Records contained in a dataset
----------
// SPDX-FileCopyrightText: 2026 Suptrack Contributors
// SPDX-License-Identifier: MIT OR Apache-2.0

//! Customer-support webhook processing.
//!
//! One inbound message = one engine transition, persisted before any
//! reply goes out. CRM lookups run after the transition is stored; a
//! CRM outage degrades to the not-found reply instead of failing the
//! webhook.

use std::collections::HashMap;

use chrono::Utc;
use suptrack_core::{InboundEvent, InboundPayload, OutboundMessage, Phone, SuptrackError};
use suptrack_crm::TicketFilter;
use suptrack_engine::conversation::{transition, EngineContext, StoreDirectory, TicketLookup};
use suptrack_engine::messages;
use suptrack_storage::queries::{conversations, interactions, stores};
use suptrack_storage::{ConversationState, Database};
use tracing::{debug, warn};

use crate::context::{send_best_effort, Services};

/// In-memory snapshot of the store directory for one transition.
///
/// The engine trait is synchronous, so the async store queries are
/// resolved up front. The table is small (a few hundred rows).
pub struct SnapshotDirectory {
    codes: HashMap<i64, String>,
}

impl SnapshotDirectory {
    pub async fn load(db: &Database) -> Result<SnapshotDirectory, SuptrackError> {
        let records = stores::list_all(db).await?;
        Ok(SnapshotDirectory {
            codes: records.into_iter().map(|s| (s.local, s.code)).collect(),
        })
    }
}

impl StoreDirectory for SnapshotDirectory {
    fn local_exists(&self, local: i64) -> bool {
        self.codes.contains_key(&local)
    }

    fn code_matches(&self, local: i64, code: &str) -> bool {
        self.codes
            .get(&local)
            .is_some_and(|expected| expected.trim().eq_ignore_ascii_case(code.trim()))
    }
}

/// Process one inbound event on the customer-support line.
pub async fn handle_support_event(
    services: &Services,
    event: &InboundEvent,
) -> Result<(), SuptrackError> {
    let text = match &event.payload {
        InboundPayload::Text(body) => body.clone(),
        InboundPayload::ButtonReply { title, .. } => title.clone(),
        InboundPayload::Unsupported => {
            debug!(from = %event.from, "non-text payload on support line");
            let reply = OutboundMessage::text(messages::text_only());
            send_best_effort(&services.support, "support", &event.from, &reply).await;
            return Ok(());
        }
    };

    let now = Utc::now();
    let phone = &event.from;
    let conversation = conversations::get_or_create(&services.db, phone.as_str()).await?;
    let directory = SnapshotDirectory::load(&services.db).await?;

    let bot = &services.config.bot;
    let ctx = EngineContext {
        now,
        zone: services.zone,
        form_url: &bot.form_url,
        helpdesk_number: &bot.helpdesk_number,
        emergency_number: &bot.emergency_number,
        form_reminder_min: bot.form_reminder_min,
        form_ask_min: bot.form_ask_min,
    };

    let Some(outcome) = transition(&conversation, &text, &directory, &ctx) else {
        return Ok(());
    };

    log_interaction(services, phone, "in", &text, conversation.state).await;

    conversations::apply_transition(
        &services.db,
        phone.as_str(),
        outcome.state,
        outcome.attempts,
        &outcome.data,
        outcome.clear_form,
        now,
    )
    .await?;

    for reply in &outcome.replies {
        deliver(services, phone, reply, outcome.state).await;
    }

    if let Some(lookup) = &outcome.lookup {
        let body = run_lookup(services, lookup).await;
        deliver(services, phone, &OutboundMessage::text(body), outcome.state).await;
        if outcome.ask_more_after_lookup {
            deliver(
                services,
                phone,
                &OutboundMessage::text(messages::ask_more()),
                outcome.state,
            )
            .await;
        }
    }

    Ok(())
}

/// Attach an external form submission to the sender's conversation.
///
/// The conversation moves to FIN and the customer gets the registration
/// confirmation. A form can arrive before any chat message (the link is
/// shareable), so the conversation is created on demand.
pub async fn handle_form_submission(
    services: &Services,
    phone: &Phone,
    form: &serde_json::Value,
) -> Result<(), SuptrackError> {
    let now = Utc::now();
    conversations::get_or_create(&services.db, phone.as_str()).await?;
    conversations::attach_form(&services.db, phone.as_str(), form, now).await?;
    deliver(
        services,
        phone,
        &OutboundMessage::text(messages::form_registered()),
        ConversationState::Fin,
    )
    .await;
    Ok(())
}

/// Send one reply and log it to the interactions table.
async fn deliver(services: &Services, to: &Phone, message: &OutboundMessage, state: ConversationState) {
    send_best_effort(&services.support, "support", to, message).await;
    let body = match message {
        OutboundMessage::Text { body } => body.as_str(),
        OutboundMessage::Buttons { body, .. } => body.as_str(),
        OutboundMessage::Template { name, .. } => name.as_str(),
    };
    log_interaction(services, to, "out", body, state).await;
}

/// Append to the interaction log; a failed write is logged and the
/// dialogue continues.
async fn log_interaction(
    services: &Services,
    phone: &Phone,
    direction: &str,
    body: &str,
    state: ConversationState,
) {
    if let Err(e) =
        interactions::record(&services.db, phone.as_str(), direction, body, Some(&state.to_string()))
            .await
    {
        warn!(phone = %phone, error = %e, "interaction log write failed");
    }
}

/// Run one CRM search and render the reply body.
///
/// Tickets without a case id are CRM placeholder rows and do not count
/// as results.
async fn run_lookup(services: &Services, lookup: &TicketLookup) -> String {
    let helpdesk = &services.config.bot.helpdesk_number;
    let (filter, not_found) = match lookup {
        TicketLookup::CaseId(value) => (
            TicketFilter::CaseId(value.clone()),
            messages::ticket_not_found(value, helpdesk),
        ),
        TicketLookup::Tririga(value) => (
            TicketFilter::Tririga(value.clone()),
            messages::tririga_not_found(value, helpdesk),
        ),
        TicketLookup::Local(value) => (
            TicketFilter::Local(value.clone()),
            messages::local_not_found(value, helpdesk),
        ),
    };

    let Some(crm) = &services.crm else {
        warn!("CRM not configured, answering lookup as not found");
        return not_found;
    };

    match crm.list_tickets(&filter).await {
        Ok(tickets) => {
            let summaries: Vec<String> = tickets
                .iter()
                .filter(|t| t.case_id.is_some())
                .map(|t| t.summary())
                .collect();
            if summaries.is_empty() {
                not_found
            } else {
                messages::ticket_result(&summaries.join("\n\n"), helpdesk)
            }
        }
        Err(e) => {
            warn!(error = %e, "CRM lookup failed, answering as not found");
            not_found
        }
    }
}

#[cfg(test)]
mod tests {
    use super::*;
    use suptrack_config::SuptrackConfig;
    use suptrack_core::MessageId;
    use suptrack_storage::queries::stores;
    use suptrack_storage::StoreRecord;
    use tempfile::tempdir;

    async fn setup() -> (Services, tempfile::TempDir) {
        let dir = tempdir().unwrap();
        let mut config = SuptrackConfig::default();
        config.storage.database_path = dir
            .path()
            .join("test.db")
            .to_string_lossy()
            .into_owned();
        let services = Services::from_config(config).await.unwrap();
        (services, dir)
    }

    fn event(from: &str, text: &str) -> InboundEvent {
        InboundEvent {
            id: MessageId(format!("wamid.{text}")),
            from: Phone::from_stored(from),
            payload: InboundPayload::Text(text.to_string()),
        }
    }

    #[tokio::test]
    async fn greeting_advances_and_is_logged() {
        let (services, _dir) = setup().await;

        handle_support_event(&services, &event("+56911111111", "hola"))
            .await
            .unwrap();

        let conversation = conversations::get(&services.db, "+56911111111")
            .await
            .unwrap()
            .unwrap();
        assert_eq!(conversation.state, ConversationState::EsperandoOpcionMenu);

        let log = interactions::recent_for_phone(&services.db, "+56911111111", 10)
            .await
            .unwrap();
        // One inbound plus at least one reply.
        assert!(log.iter().any(|i| i.direction == "in" && i.body == "hola"));
        assert!(log.iter().any(|i| i.direction == "out"));
    }

    #[tokio::test]
    async fn broken_interaction_log_does_not_block_the_dialogue() {
        let (services, _dir) = setup().await;
        services
            .db
            .connection()
            .call(|conn| {
                conn.execute_batch("DROP TABLE interactions")?;
                Ok::<(), rusqlite::Error>(())
            })
            .await
            .unwrap();

        handle_support_event(&services, &event("+56911111111", "hola"))
            .await
            .unwrap();

        let conversation = conversations::get(&services.db, "+56911111111")
            .await
            .unwrap()
            .unwrap();
        assert_eq!(conversation.state, ConversationState::EsperandoOpcionMenu);
    }

    #[tokio::test]
    async fn non_text_payload_creates_no_conversation() {
        let (services, _dir) = setup().await;

        let event = InboundEvent {
            id: MessageId("wamid.media".to_string()),
            from: Phone::from_stored("+56911111111"),
            payload: InboundPayload::Unsupported,
        };
        handle_support_event(&services, &event).await.unwrap();

        assert!(conversations::get(&services.db, "+56911111111")
            .await
            .unwrap()
            .is_none());
    }

    #[tokio::test]
    async fn snapshot_directory_matches_codes_case_insensitively() {
        let (services, _dir) = setup().await;
        stores::upsert(
            &services.db,
            &StoreRecord {
                code: "AbC123".to_string(),
                local: 45,
                business: None,
                region: None,
                name: Some("Local 45".to_string()),
            },
        )
        .await
        .unwrap();

        let directory = SnapshotDirectory::load(&services.db).await.unwrap();
        assert!(directory.local_exists(45));
        assert!(!directory.local_exists(46));
        assert!(directory.code_matches(45, " abc123 "));
        assert!(!directory.code_matches(45, "xyz"));
    }

    #[tokio::test]
    async fn lookup_without_crm_reports_not_found() {
        let (services, _dir) = setup().await;
        let body = run_lookup(&services, &TicketLookup::CaseId("12345".to_string())).await;
        assert!(body.contains("12345"));
    }
}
----------
- REQUIRED ACTION
Return word for word the lines above from the line with "lookup failed, answering" to the line with "use suptrack_storage::StoreRecord;", including both and leaving out all others.

- REPLY TO THE TASK
            warn!(error = %e, "CRM lookup failed, answering as not found");
            not_found
        }
    }
}

#[cfg(test)]
mod tests {
    use super::*;
    use suptrack_config::SuptrackConfig;
    use suptrack_core::MessageId;
    use suptrack_storage::queries::stores;
    use suptrack_storage::StoreRecord;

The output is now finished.